Segment Start: DATA PROVIDED
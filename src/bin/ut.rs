//! UT: Convert between geographical and UTM coordinates
use clap::Parser;
use log::{debug, trace, warn};
use std::io::BufRead;
use std::path::PathBuf;
use utmconv::prelude::*;

/// UT: The Rust UTM converter. Reads coordinates, one per line, from the
/// files given (or stdin), and writes the converted coordinates to stdout.
///
/// Forward input: "latitude longitude" in degrees.
/// Inverse input: "32U 691875.632 6098907.826" or "32 N 691875.632 6098907.826".
#[derive(Parser, Debug)]
#[clap(name = "ut")]
#[clap(author, version, about, long_about = None)]
struct Cli {
    /// Inverse operation, i.e. UTM to geographical coordinates
    #[clap(long = "inv")]
    inverse: bool,

    /// Force the zone number for forward conversion
    #[clap(long)]
    zone: Option<u8>,

    /// Force the band letter for forward conversion (requires --zone)
    #[clap(long, requires = "zone")]
    letter: Option<char>,

    /// Report the southern hemisphere instead of a band letter (requires --zone)
    #[clap(long, requires = "zone")]
    south: bool,

    /// Report the northern hemisphere instead of a band letter (requires --zone)
    #[clap(long, requires = "zone", conflicts_with = "south")]
    north: bool,

    /// Skip the range checks on the input coordinates
    #[clap(long)]
    lenient: bool,

    /// Number of decimals in output (default: 3 for UTM, 9 for geographical)
    #[clap(short = 'd', long)]
    decimals: Option<usize>,

    /// Report fwd-inv roundtrip deviation
    #[clap(short, long)]
    roundtrip: bool,

    /// Echo input to output
    #[clap(short, long)]
    echo: bool,

    #[clap(flatten)]
    verbose: clap_verbosity_flag::Verbosity,

    /// The files to operate on
    args: Vec<PathBuf>,
}

fn main() -> Result<(), anyhow::Error> {
    let options = Cli::parse();
    env_logger::Builder::new()
        .filter_level(options.verbose.log_level_filter())
        .init();

    trace!("This is UT");
    debug!("{options:#?}");

    let direction = if options.inverse { Inv } else { Fwd };
    let forced = forced_zone(&options)?;

    if options.args.is_empty() {
        let stdin = std::io::stdin();
        convert(&options, direction, forced, stdin.lock())?;
        return Ok(());
    }

    for path in &options.args {
        let file = std::fs::File::open(path)
            .map_err(|e| anyhow::anyhow!("cannot open {}: {e}", path.display()))?;
        convert(&options, direction, forced, std::io::BufReader::new(file))?;
    }
    Ok(())
}

// The band letter and the hemisphere flags are mutually exclusive
fn forced_zone(options: &Cli) -> Result<Option<ForcedZone>, Error> {
    let Some(number) = options.zone else {
        return Ok(None);
    };
    let northern = match (options.north, options.south) {
        (false, false) => None,
        (north, _) => Some(north),
    };
    let designator = match (options.letter, northern) {
        (None, None) => None,
        (letter, northern) => Some(Designator::from_parts(letter, northern)?),
    };
    Ok(Some(ForcedZone::new(number, designator)))
}

fn convert(
    options: &Cli,
    direction: Direction,
    forced: Option<ForcedZone>,
    reader: impl BufRead,
) -> Result<(), anyhow::Error> {
    let strict = !options.lenient;

    for line in reader.lines() {
        let line = line?;
        let input = line.split('#').next().unwrap_or_default().trim();
        if input.is_empty() {
            println!("{line}");
            continue;
        }
        if options.echo {
            println!("#  {line}");
        }

        let result = match direction {
            Fwd => input
                .parse::<Geo>()
                .and_then(|geo| forward_line(options, geo, forced, strict)),
            Inv => input
                .parse::<Utm>()
                .and_then(|utm| inverse_line(options, utm, strict)),
        };

        match result {
            Ok(output) => println!("{output}"),
            Err(e) => {
                warn!("{input:?}: {e}");
                println!("NaN NaN");
            }
        }
    }
    Ok(())
}

fn forward_line(
    options: &Cli,
    geo: Geo,
    forced: Option<ForcedZone>,
    strict: bool,
) -> Result<String, Error> {
    let utm = forward(geo.latitude, geo.longitude, forced, strict)?;
    let decimals = options.decimals.unwrap_or(3);
    let mut output = format!("{utm:.decimals$}");

    if options.roundtrip {
        let back = utm.to_geo(false)?;
        let dlat = back.latitude - geo.latitude;
        let dlon = utmconv::math::angular::longitude_difference(back.longitude, geo.longitude);
        output += &format!("  {dlat:.3e} {dlon:.3e}");
    }
    Ok(output)
}

fn inverse_line(options: &Cli, utm: Utm, strict: bool) -> Result<String, Error> {
    let geo = utm.to_geo(strict)?;
    let decimals = options.decimals.unwrap_or(9);
    let mut output = format!("{geo:.decimals$}");

    if options.roundtrip {
        let zone = Some(ForcedZone::new(utm.zone_number, Some(utm.designator)));
        let back = forward(geo.latitude, geo.longitude, zone, false)?;
        let de = back.easting - utm.easting;
        let dn = back.northing - utm.northing;
        output += &format!("  {de:.3e} {dn:.3e}");
    }
    Ok(output)
}

// ----- Tests ---------------------------------------------------------------------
Segment End: DATA PROVIDED
● ACTIVITY:
Each line of the data above needs to be returned exactly.

● SOLUTION:
filename src/bin/ut.rs
//! UT: Convert between geographical and UTM coordinates
use clap::Parser;
use log::{debug, trace, warn};
use std::io::BufRead;
use std::path::PathBuf;
use utmconv::prelude::*;

/// UT: The Rust UTM converter. Reads coordinates, one per line, from the
/// files given (or stdin), and writes the converted coordinates to stdout.
///
/// Forward input: "latitude longitude" in degrees.
/// Inverse input: "32U 691875.632 6098907.826" or "32 N 691875.632 6098907.826".
#[derive(Parser, Debug)]
#[clap(name = "ut")]
#[clap(author, version, about, long_about = None)]
struct Cli {
    /// Inverse operation, i.e. UTM to geographical coordinates
    #[clap(long = "inv")]
    inverse: bool,

    /// Force the zone number for forward conversion
    #[clap(long)]
    zone: Option<u8>,

    /// Force the band letter for forward conversion (requires --zone)
    #[clap(long, requires = "zone")]
    letter: Option<char>,

    /// Report the southern hemisphere instead of a band letter (requires --zone)
    #[clap(long, requires = "zone")]
    south: bool,

    /// Report the northern hemisphere instead of a band letter (requires --zone)
    #[clap(long, requires = "zone", conflicts_with = "south")]
    north: bool,

    /// Skip the range checks on the input coordinates
    #[clap(long)]
    lenient: bool,

    /// Number of decimals in output (default: 3 for UTM, 9 for geographical)
    #[clap(short = 'd', long)]
    decimals: Option<usize>,

    /// Report fwd-inv roundtrip deviation
    #[clap(short, long)]
    roundtrip: bool,

    /// Echo input to output
    #[clap(short, long)]
    echo: bool,

    #[clap(flatten)]
    verbose: clap_verbosity_flag::Verbosity,

    /// The files to operate on
    args: Vec<PathBuf>,
}

fn main() -> Result<(), anyhow::Error> {
    let options = Cli::parse();
    env_logger::Builder::new()
        .filter_level(options.verbose.log_level_filter())
        .init();

    trace!("This is UT");
    debug!("{options:#?}");

    let direction = if options.inverse { Inv } else { Fwd };
    let forced = forced_zone(&options)?;

    if options.args.is_empty() {
        let stdin = std::io::stdin();
        convert(&options, direction, forced, stdin.lock())?;
        return Ok(());
    }

    for path in &options.args {
        let file = std::fs::File::open(path)
            .map_err(|e| anyhow::anyhow!("cannot open {}: {e}", path.display()))?;
        convert(&options, direction, forced, std::io::BufReader::new(file))?;
    }
    Ok(())
}

// The band letter and the hemisphere flags are mutually exclusive
fn forced_zone(options: &Cli) -> Result<Option<ForcedZone>, Error> {
    let Some(number) = options.zone else {
        return Ok(None);
    };
    let northern = match (options.north, options.south) {
        (false, false) => None,
        (north, _) => Some(north),
    };
    let designator = match (options.letter, northern) {
        (None, None) => None,
        (letter, northern) => Some(Designator::from_parts(letter, northern)?),
    };
    Ok(Some(ForcedZone::new(number, designator)))
}

fn convert(
    options: &Cli,
    direction: Direction,
    forced: Option<ForcedZone>,
    reader: impl BufRead,
) -> Result<(), anyhow::Error> {
    let strict = !options.lenient;

    for line in reader.lines() {
        let line = line?;
        let input = line.split('#').next().unwrap_or_default().trim();
        if input.is_empty() {
            println!("{line}");
            continue;
        }
        if options.echo {
            println!("#  {line}");
        }

        let result = match direction {
            Fwd => input
                .parse::<Geo>()
                .and_then(|geo| forward_line(options, geo, forced, strict)),
            Inv => input
                .parse::<Utm>()
                .and_then(|utm| inverse_line(options, utm, strict)),
        };

        match result {
            Ok(output) => println!("{output}"),
            Err(e) => {
                warn!("{input:?}: {e}");
                println!("NaN NaN");
            }
        }
    }
    Ok(())
}

fn forward_line(
    options: &Cli,
    geo: Geo,
    forced: Option<ForcedZone>,
    strict: bool,
) -> Result<String, Error> {
    let utm = forward(geo.latitude, geo.longitude, forced, strict)?;
    let decimals = options.decimals.unwrap_or(3);
    let mut output = format!("{utm:.decimals$}");

    if options.roundtrip {
        let back = utm.to_geo(false)?;
        let dlat = back.latitude - geo.latitude;
        let dlon = utmconv::math::angular::longitude_difference(back.longitude, geo.longitude);
        output += &format!("  {dlat:.3e} {dlon:.3e}");
    }
    Ok(output)
}

fn inverse_line(options: &Cli, utm: Utm, strict: bool) -> Result<String, Error> {
    let geo = utm.to_geo(strict)?;
    let decimals = options.decimals.unwrap_or(9);
    let mut output = format!("{geo:.decimals$}");

    if options.roundtrip {
        let zone = Some(ForcedZone::new(utm.zone_number, Some(utm.designator)));
        let back = forward(geo.latitude, geo.longitude, zone, false)?;
        let de = back.easting - utm.easting;
        let dn = back.northing - utm.northing;
        output += &format!("  {de:.3e} {dn:.3e}");
    }
    Ok(output)
}

// ----- Tests ---------------------------------------------------------------------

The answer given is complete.